*Your instructions*
Search the records for the string "visibility", then copy each line that has it.

____ Information supplied

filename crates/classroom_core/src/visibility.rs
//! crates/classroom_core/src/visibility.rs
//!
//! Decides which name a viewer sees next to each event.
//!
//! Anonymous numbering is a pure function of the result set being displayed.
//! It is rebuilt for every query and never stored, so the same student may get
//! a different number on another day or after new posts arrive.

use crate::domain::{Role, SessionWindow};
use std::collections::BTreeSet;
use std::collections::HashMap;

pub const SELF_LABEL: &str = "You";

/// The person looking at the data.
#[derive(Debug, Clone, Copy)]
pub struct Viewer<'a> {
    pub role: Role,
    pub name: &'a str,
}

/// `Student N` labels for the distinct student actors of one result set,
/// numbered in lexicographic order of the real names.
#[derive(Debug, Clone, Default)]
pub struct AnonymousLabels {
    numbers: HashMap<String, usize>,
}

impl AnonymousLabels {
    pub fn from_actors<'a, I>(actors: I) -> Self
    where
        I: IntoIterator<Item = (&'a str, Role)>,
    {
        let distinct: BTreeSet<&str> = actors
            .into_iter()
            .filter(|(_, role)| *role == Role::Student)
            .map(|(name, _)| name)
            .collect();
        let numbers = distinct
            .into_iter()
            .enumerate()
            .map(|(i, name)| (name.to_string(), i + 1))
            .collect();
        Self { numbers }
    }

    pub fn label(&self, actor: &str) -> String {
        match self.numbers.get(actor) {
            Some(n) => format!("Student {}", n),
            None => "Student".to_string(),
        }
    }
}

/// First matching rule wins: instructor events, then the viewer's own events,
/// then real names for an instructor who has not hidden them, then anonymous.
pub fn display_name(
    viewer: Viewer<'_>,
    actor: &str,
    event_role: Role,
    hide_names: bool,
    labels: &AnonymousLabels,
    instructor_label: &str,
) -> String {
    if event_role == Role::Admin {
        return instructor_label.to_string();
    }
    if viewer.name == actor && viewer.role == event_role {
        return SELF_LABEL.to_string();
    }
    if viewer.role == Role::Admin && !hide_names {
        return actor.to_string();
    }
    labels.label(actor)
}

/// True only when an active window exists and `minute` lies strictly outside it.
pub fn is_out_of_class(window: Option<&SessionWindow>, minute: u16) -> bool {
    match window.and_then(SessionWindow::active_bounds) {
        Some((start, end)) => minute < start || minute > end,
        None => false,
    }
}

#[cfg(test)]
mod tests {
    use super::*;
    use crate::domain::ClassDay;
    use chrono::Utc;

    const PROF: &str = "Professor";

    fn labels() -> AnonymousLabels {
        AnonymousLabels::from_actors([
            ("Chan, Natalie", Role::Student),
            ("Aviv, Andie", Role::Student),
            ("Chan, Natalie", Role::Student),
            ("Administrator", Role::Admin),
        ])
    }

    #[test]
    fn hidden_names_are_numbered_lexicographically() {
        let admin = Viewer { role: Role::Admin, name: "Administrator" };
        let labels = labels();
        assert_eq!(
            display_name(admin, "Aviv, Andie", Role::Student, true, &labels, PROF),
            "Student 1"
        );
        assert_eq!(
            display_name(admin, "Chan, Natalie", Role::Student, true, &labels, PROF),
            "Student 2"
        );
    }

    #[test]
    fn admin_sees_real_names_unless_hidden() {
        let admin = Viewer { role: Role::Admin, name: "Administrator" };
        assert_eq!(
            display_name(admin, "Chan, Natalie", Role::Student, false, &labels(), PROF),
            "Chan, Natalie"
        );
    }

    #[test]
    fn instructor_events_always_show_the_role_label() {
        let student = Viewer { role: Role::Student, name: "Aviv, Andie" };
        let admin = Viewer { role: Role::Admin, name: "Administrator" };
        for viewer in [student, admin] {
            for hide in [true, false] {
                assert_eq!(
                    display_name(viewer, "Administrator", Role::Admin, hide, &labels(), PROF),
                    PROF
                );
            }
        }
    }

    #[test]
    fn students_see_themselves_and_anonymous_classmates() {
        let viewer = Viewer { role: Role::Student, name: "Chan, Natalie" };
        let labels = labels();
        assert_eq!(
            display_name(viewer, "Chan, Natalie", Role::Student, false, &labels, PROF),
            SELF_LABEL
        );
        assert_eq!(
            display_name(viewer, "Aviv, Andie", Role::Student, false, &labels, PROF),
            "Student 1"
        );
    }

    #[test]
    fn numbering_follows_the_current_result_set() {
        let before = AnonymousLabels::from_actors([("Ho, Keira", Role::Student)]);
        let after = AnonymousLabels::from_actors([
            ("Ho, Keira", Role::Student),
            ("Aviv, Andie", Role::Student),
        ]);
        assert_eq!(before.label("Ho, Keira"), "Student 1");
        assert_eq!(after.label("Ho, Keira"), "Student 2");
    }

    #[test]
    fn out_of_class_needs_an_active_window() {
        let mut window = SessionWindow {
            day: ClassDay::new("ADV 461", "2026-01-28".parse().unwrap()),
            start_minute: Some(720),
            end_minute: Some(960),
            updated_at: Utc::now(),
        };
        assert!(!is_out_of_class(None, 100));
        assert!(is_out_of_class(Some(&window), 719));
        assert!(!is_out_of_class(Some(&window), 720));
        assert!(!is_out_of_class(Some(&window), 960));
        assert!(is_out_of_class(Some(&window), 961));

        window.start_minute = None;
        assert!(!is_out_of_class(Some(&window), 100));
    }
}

________
____ Information supplied

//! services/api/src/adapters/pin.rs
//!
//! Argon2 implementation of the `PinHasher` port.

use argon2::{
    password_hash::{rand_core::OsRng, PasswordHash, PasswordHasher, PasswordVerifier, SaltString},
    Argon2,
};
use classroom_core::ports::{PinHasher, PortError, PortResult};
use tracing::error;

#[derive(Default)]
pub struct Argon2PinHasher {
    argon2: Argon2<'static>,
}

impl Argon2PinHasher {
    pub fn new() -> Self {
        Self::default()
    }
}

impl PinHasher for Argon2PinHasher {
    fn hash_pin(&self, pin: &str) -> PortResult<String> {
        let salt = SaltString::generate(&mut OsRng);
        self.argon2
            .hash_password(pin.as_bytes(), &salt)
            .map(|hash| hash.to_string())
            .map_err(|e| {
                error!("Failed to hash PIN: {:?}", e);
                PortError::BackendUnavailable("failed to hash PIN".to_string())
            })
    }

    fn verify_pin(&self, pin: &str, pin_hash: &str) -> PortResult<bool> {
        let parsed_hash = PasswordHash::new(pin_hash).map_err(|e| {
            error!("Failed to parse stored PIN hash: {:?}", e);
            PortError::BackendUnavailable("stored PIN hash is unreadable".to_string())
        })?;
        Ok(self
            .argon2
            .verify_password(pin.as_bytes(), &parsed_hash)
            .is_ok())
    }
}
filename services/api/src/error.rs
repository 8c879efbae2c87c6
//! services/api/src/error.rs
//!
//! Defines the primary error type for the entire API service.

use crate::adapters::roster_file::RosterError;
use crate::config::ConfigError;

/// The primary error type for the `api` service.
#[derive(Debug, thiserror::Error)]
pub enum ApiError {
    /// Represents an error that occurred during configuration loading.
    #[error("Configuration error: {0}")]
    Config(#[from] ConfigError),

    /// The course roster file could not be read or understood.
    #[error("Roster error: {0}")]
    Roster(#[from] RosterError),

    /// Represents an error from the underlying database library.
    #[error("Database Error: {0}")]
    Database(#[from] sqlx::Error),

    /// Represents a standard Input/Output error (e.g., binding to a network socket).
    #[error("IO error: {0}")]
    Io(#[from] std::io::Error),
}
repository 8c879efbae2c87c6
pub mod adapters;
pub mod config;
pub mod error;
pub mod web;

________

*Your response*
filename crates/classroom_core/src/visibility.rs
//! crates/classroom_core/src/visibility.rs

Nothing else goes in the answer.